The main method of synthesizing ammonia on an industrial scale is using the Haber-Bosch Process, sometimes known as just the Haber Process. In the Haber process, nitrogen gas and hydrogen gas react in an exothermic synthesis reaction to produce ammonia. On the industrial scale, high temperature and pressure, along with iron based catalysts, are used to increase the yield of ammonia.

Ammonia has two major applications: fertilizer and explosives.





Of the nutrients necessary for plant growth, nitrogen is quite hard to obtain. Though air is 78% nitrogen, it must be fixed into a bio-available form through either natural or man-made processes. The development of the Haber process was so significant that it is estimated that fertilizer from ammonia produced by the Haber process helps sustain one-third of the Earth's population, and half the protein within human beings is made of nitrogen originally fixed using the Haber process.

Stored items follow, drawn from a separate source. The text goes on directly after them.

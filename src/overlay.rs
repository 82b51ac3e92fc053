//! Copy-on-write overlay in front of a cache: reads
//! fall through to a base reader on a cache miss, writes land in the cache
//! only, and an optional `cache_reads` flag warms the cache from fall-
//! through reads.

use std::future::Future;
use std::pin::Pin;
use std::sync::Arc;

use log::warn;

use crate::cache::CacheSync;
use crate::error::{BlockDeviceError, Result};
use crate::read_at::{ReadAt, WriteAt};

pub struct Overlay<C> {
    cache: Arc<C>,
    base: Arc<dyn ReadAt>,
    cache_reads: bool,
    size: u64,
}

impl<C> Overlay<C>
where
    C: ReadAt + WriteAt + Send + Sync,
{
    pub fn new(cache: Arc<C>, base: Arc<dyn ReadAt>, cache_reads: bool, size: u64) -> Self {
        Self {
            cache,
            base,
            cache_reads,
            size,
        }
    }

}

impl<C> Overlay<C>
where
    C: ReadAt + WriteAt + CacheSync + Send + Sync,
{
    /// Flush the cache without closing it.
    pub async fn sync(&self) -> Result<()> {
        self.cache.sync()
    }

    /// Flush and close the underlying cache.
    pub async fn close(&self) -> Result<()> {
        self.cache.close()
    }
}

impl<C> ReadAt for Overlay<C>
where
    C: ReadAt + WriteAt + Send + Sync,
{
    fn read_at<'a>(
        &'a self,
        buf: &'a mut [u8],
        off: u64,
    ) -> Pin<Box<dyn Future<Output = Result<usize>> + Send + 'a>> {
        Box::pin(async move {
            match self.cache.read_at(buf, off).await {
                Ok(n) => Ok(n),
                Err(BlockDeviceError::BytesNotAvailable) => {
                    let n = self.base.read_at(buf, off).await?;
                    if self.cache_reads && n > 0 {
                        if let Err(err) = self.cache.write_at(&buf[..n], off).await {
                            warn!("overlay: best-effort cache warm at {} failed: {}", off, err);
                        }
                    }
                    Ok(n)
                }
                Err(err) => Err(err),
            }
        })
    }

    fn size(&self) -> u64 {
        self.size
    }
}

impl<C> WriteAt for Overlay<C>
where
    C: ReadAt + WriteAt + Send + Sync,
{
    fn write_at<'a>(
        &'a self,
        buf: &'a [u8],
        off: u64,
    ) -> Pin<Box<dyn Future<Output = Result<usize>> + Send + 'a>> {
        self.cache.write_at(buf, off)
    }
}
//! The content-addressed build layer: header (de)serialization plus the
//! `Build` reader that composes a header with a `Store` of per-build
//! readers.

pub mod header;
pub mod reader;

pub use header::*;
pub use reader::*;
use tracing_subscriber::EnvFilter;

#[tokio::main]
async fn main() {
    tracing_subscriber::fmt()
        .with_env_filter(EnvFilter::try_from_default_env().unwrap_or_else(|_| EnvFilter::new("warn")))
        .with_writer(std::io::stderr)
        .init();

    let args = match cli::parse_args(std::env::args().skip(1)) {
        Ok(args) => args,
        Err(e) => {
            eprintln!("{e}\n\n{}", cli::USAGE);
            std::process::exit(2);
        }
    };

    if let Err(e) = cli::run(args).await {
        eprintln!("Error: {e}");
        std::process::exit(1);
    }
}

As for explosives, the Haber-Bosch process allows ammonia to be oxidized and converted into nitric acid, which is the basis of explosives such as ammonium nitrate, nitro-glycerine, and trinitrotoluene (TNT). According to the International Nitrogen Initiative, it is responsible for the death of 150 million people.

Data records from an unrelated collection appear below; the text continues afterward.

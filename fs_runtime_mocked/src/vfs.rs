/// Mocked file-system runtime backed by in-memory files.
///
/// - `add_file` adds a file to the virtual file system.
/// - `get_file` gets the content of a file from the virtual file system.
/// - `WANT_ERROR` is a character that can be used to simulate an error.
/// - `counts` reports how many primitives of each kind were issued.
///
/// `open(name, flags)`:
/// - returns an error if `name` contains `WANT_ERROR`.
/// - honors create, exclusive, truncate and append.
///
/// `read`, `write`:
/// - `read` stops before a `WANT_ERROR` byte and fails if it is the first one.
/// - `write` fails if the data contains `WANT_ERROR`.
/// - both are capped by `set_max_transfer`, if set.
///
/// `get_errno` is per thread, as `errno` is.
use fs_runtime::{errno, Access, FsRuntime, OpenFlags};
use std::ffi::CStr;
use std::os::raw::c_int;
use std::cell::Cell;
use std::sync::atomic::{AtomicUsize, Ordering};
use std::sync::Mutex;

pub const WANT_ERROR: char = '\u{0001}';

thread_local! {
    static IO_ERRNO: Cell<c_int> = const { Cell::new(0) };
}

/// Kind of primitive, for counting and fault injection.
#[derive(Debug, Clone, Copy, PartialEq, Eq)]
pub enum Syscall {
    Open,
    Read,
    Write,
    Close,
}

/// Number of primitives issued since creation or the last `reset_counts`.
#[derive(Debug, Default, Clone, Copy, PartialEq, Eq)]
pub struct SyscallCounts {
    pub opens: usize,
    pub reads: usize,
    pub writes: usize,
    pub closes: usize,
}

struct VfsFile {
    name: String,
    buffer: Vec<u8>,
}

struct FileHandle {
    vfs_index: usize,
    pos: usize,
    access: Access,
    append: bool,
    open: bool,
}

#[derive(Default)]
struct State {
    files: Vec<VfsFile>,
    handles: Vec<FileHandle>,
    /// `(call, calls to let through first, errno)`
    pending_failures: Vec<(Syscall, usize, c_int)>,
    max_transfer: Option<usize>,
}

impl State {
    fn take_failure(&mut self, call: Syscall) -> Option<c_int> {
        let pos = self.pending_failures.iter().position(|(c, ..)| *c == call)?;
        let entry = &mut self.pending_failures[pos];
        if entry.1 > 0 {
            entry.1 -= 1;
            return None;
        }
        Some(self.pending_failures.remove(pos).2)
    }

    fn cap(&self, count: usize) -> usize {
        self.max_transfer.map_or(count, |max| count.min(max))
    }
}

pub struct MockFs {
    state: Mutex<State>,
    opens: AtomicUsize,
    reads: AtomicUsize,
    writes: AtomicUsize,
    closes: AtomicUsize,
}

impl Default for MockFs {
    fn default() -> Self {
        Self::new()
    }
}

impl MockFs {
    #[must_use]
    pub fn new() -> Self {
        Self {
            state: Mutex::new(State::default()),
            opens: AtomicUsize::new(0),
            reads: AtomicUsize::new(0),
            writes: AtomicUsize::new(0),
            closes: AtomicUsize::new(0),
        }
    }

    #[allow(clippy::missing_panics_doc)]
    #[allow(clippy::unwrap_used)]
    pub fn add_file(&self, name: &str, buffer: Vec<u8>) {
        let mut state = self.state.lock().unwrap();
        if let Some(file) = state.files.iter_mut().find(|f| f.name == name) {
            file.buffer = buffer;
        } else {
            state.files.push(VfsFile {
                name: name.to_string(),
                buffer,
            });
        }
    }

    /// Content of a file.
    /// # Errors
    /// - File not found
    #[allow(clippy::missing_panics_doc)]
    #[allow(clippy::unwrap_used)]
    pub fn get_file(&self, name: &str) -> Result<Vec<u8>, String> {
        let state = self.state.lock().unwrap();
        state
            .files
            .iter()
            .find(|f| f.name == name)
            .map(|f| f.buffer.clone())
            .ok_or_else(|| format!("File not found: {name}"))
    }

    /// Make the next call of the given kind fail with `errno`.
    #[allow(clippy::missing_panics_doc)]
    #[allow(clippy::unwrap_used)]
    pub fn fail_next(&self, call: Syscall, errno: c_int) {
        self.fail_nth(call, 0, errno);
    }

    /// Let `skip` calls of the given kind succeed, then fail one with `errno`.
    #[allow(clippy::missing_panics_doc)]
    #[allow(clippy::unwrap_used)]
    pub fn fail_nth(&self, call: Syscall, skip: usize, errno: c_int) {
        self.state
            .lock()
            .unwrap()
            .pending_failures
            .push((call, skip, errno));
    }

    /// Limit the number of bytes a single read or write transfers.
    #[allow(clippy::missing_panics_doc)]
    #[allow(clippy::unwrap_used)]
    pub fn set_max_transfer(&self, max: Option<usize>) {
        self.state.lock().unwrap().max_transfer = max;
    }

    #[must_use]
    pub fn counts(&self) -> SyscallCounts {
        SyscallCounts {
            opens: self.opens.load(Ordering::Relaxed),
            reads: self.reads.load(Ordering::Relaxed),
            writes: self.writes.load(Ordering::Relaxed),
            closes: self.closes.load(Ordering::Relaxed),
        }
    }

    pub fn reset_counts(&self) {
        for counter in [&self.opens, &self.reads, &self.writes, &self.closes] {
            counter.store(0, Ordering::Relaxed);
        }
    }

    /// Number of descriptors opened and not yet closed.
    #[must_use]
    #[allow(clippy::missing_panics_doc)]
    #[allow(clippy::unwrap_used)]
    pub fn open_descriptors(&self) -> usize {
        let state = self.state.lock().unwrap();
        state.handles.iter().filter(|h| h.open).count()
    }

    fn fail(&self, errno: c_int) -> c_int {
        IO_ERRNO.with(|cell| cell.set(errno));
        -1
    }

    fn handle_index(state: &State, fd: c_int) -> Option<usize> {
        let index = usize::try_from(fd).ok()?;
        state.handles.get(index).filter(|h| h.open).map(|_| index)
    }
}

impl FsRuntime for MockFs {
    fn get_errno(&self) -> c_int {
        IO_ERRNO.with(Cell::get)
    }

    #[allow(clippy::unwrap_used)]
    fn open(&self, path: &CStr, flags: OpenFlags, _perm: u32) -> c_int {
        self.opens.fetch_add(1, Ordering::Relaxed);
        let mut state = self.state.lock().unwrap();
        if let Some(errno) = state.take_failure(Syscall::Open) {
            return self.fail(errno);
        }

        let name = path.to_string_lossy().to_string();
        if name.contains(WANT_ERROR) {
            return self.fail(errno::EINVAL);
        }

        let vfs_index = match state.files.iter().position(|f| f.name == name) {
            Some(_) if flags.create && flags.exclusive => return self.fail(errno::EEXIST),
            Some(index) => {
                if flags.truncate && flags.access == Access::WriteOnly {
                    state.files[index].buffer.clear();
                }
                index
            }
            None if flags.create => {
                state.files.push(VfsFile {
                    name,
                    buffer: Vec::new(),
                });
                state.files.len() - 1
            }
            None => return self.fail(errno::ENOENT),
        };

        state.handles.push(FileHandle {
            vfs_index,
            pos: 0,
            access: flags.access,
            append: flags.append,
            open: true,
        });
        c_int::try_from(state.handles.len() - 1).unwrap_or_else(|_| self.fail(errno::EINVAL))
    }

    #[allow(clippy::unwrap_used)]
    fn read(&self, fd: c_int, buffer: &mut [u8]) -> isize {
        self.reads.fetch_add(1, Ordering::Relaxed);
        let mut state = self.state.lock().unwrap();
        if let Some(errno) = state.take_failure(Syscall::Read) {
            return self.fail(errno) as isize;
        }
        let Some(index) = Self::handle_index(&state, fd) else {
            return self.fail(errno::EBADF) as isize;
        };
        if state.handles[index].access != Access::ReadOnly {
            return self.fail(errno::EBADF) as isize;
        }

        let to_copy = state.cap(buffer.len());
        let State { files, handles, .. } = &mut *state;
        let handle = &mut handles[index];
        let file = &files[handle.vfs_index];
        let available = file.buffer.get(handle.pos..).unwrap_or_default();
        let mut chunk = &available[..to_copy.min(available.len())];
        if let Some(bad) = chunk.iter().position(|&b| b == WANT_ERROR as u8) {
            if bad == 0 {
                return self.fail(errno::EIO) as isize;
            }
            chunk = &chunk[..bad];
        }

        buffer[..chunk.len()].copy_from_slice(chunk);
        handle.pos += chunk.len();
        chunk.len().try_into().unwrap()
    }

    #[allow(clippy::unwrap_used)]
    fn write(&self, fd: c_int, buffer: &[u8]) -> isize {
        self.writes.fetch_add(1, Ordering::Relaxed);
        let mut state = self.state.lock().unwrap();
        if let Some(errno) = state.take_failure(Syscall::Write) {
            return self.fail(errno) as isize;
        }
        let Some(index) = Self::handle_index(&state, fd) else {
            return self.fail(errno::EBADF) as isize;
        };
        if state.handles[index].access != Access::WriteOnly {
            return self.fail(errno::EBADF) as isize;
        }
        if buffer.contains(&(WANT_ERROR as u8)) {
            return self.fail(errno::EIO) as isize;
        }

        let count = state.cap(buffer.len());
        let State { files, handles, .. } = &mut *state;
        let handle = &mut handles[index];
        let file = &mut files[handle.vfs_index];
        if handle.append {
            handle.pos = file.buffer.len();
        }
        let end = handle.pos + count;
        if file.buffer.len() < end {
            file.buffer.resize(end, 0);
        }
        file.buffer[handle.pos..end].copy_from_slice(&buffer[..count]);
        handle.pos = end;
        count.try_into().unwrap()
    }

    #[allow(clippy::unwrap_used)]
    fn close(&self, fd: c_int) -> c_int {
        self.closes.fetch_add(1, Ordering::Relaxed);
        let mut state = self.state.lock().unwrap();
        let Some(index) = Self::handle_index(&state, fd) else {
            return self.fail(errno::EBADF);
        };
        // The descriptor is released even when the close reports an error.
        state.handles[index].open = false;
        if let Some(errno) = state.take_failure(Syscall::Close) {
            return self.fail(errno);
        }
        0
    }
}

The International Nitrogen Initiative also has more information about how ammonia is "the substance that changed the world."
Check it out: http://www.ini-europe.org/node/16

The History

The Haber-Bosch process was developed by a German scientist, Fritz Haber, in 1909. Carl Bosch then applied the process to an industrial scale, allowing for the agricultural independence of Germany in the first world war. Both Haber and Bosch won Nobel prizes for their developments.

World War I was a major application for chemical explosives derived from ammonia formed by the Haber-Bosch process. In 1910-1911, Bosch developed double-tubed hydrogen-resistant converters, which eventually led to the industrial conversion of ammonia to nitric acid, a main component of explosives used in the German military. Ammonia was first manufactured industrially in the BASF's Oppau plant in Germany, producing up to 20 tons of ammonia per day.

About Haber and Bosch: (I found this interesting because neither lived particularly happy lives)




       Fritz Haber                   Carl Bosch



Haber is known as the "father of chemical warfare." Haber won the Nobel Prize in Chemistry in 1918. He did not mention the role of ammonia in chemical warfare in his acceptance speech at the Swiss Nobel Academy. Haber's wife, who opposed his work in chemical warfare, committed suicide in 1915. Haber left Germany following Hitler's rise to power and died of heart failure in 1934.

Bosch won the Nobel Prize in Chemistry in 1931. Bosch was a victim of depression and died in 1940.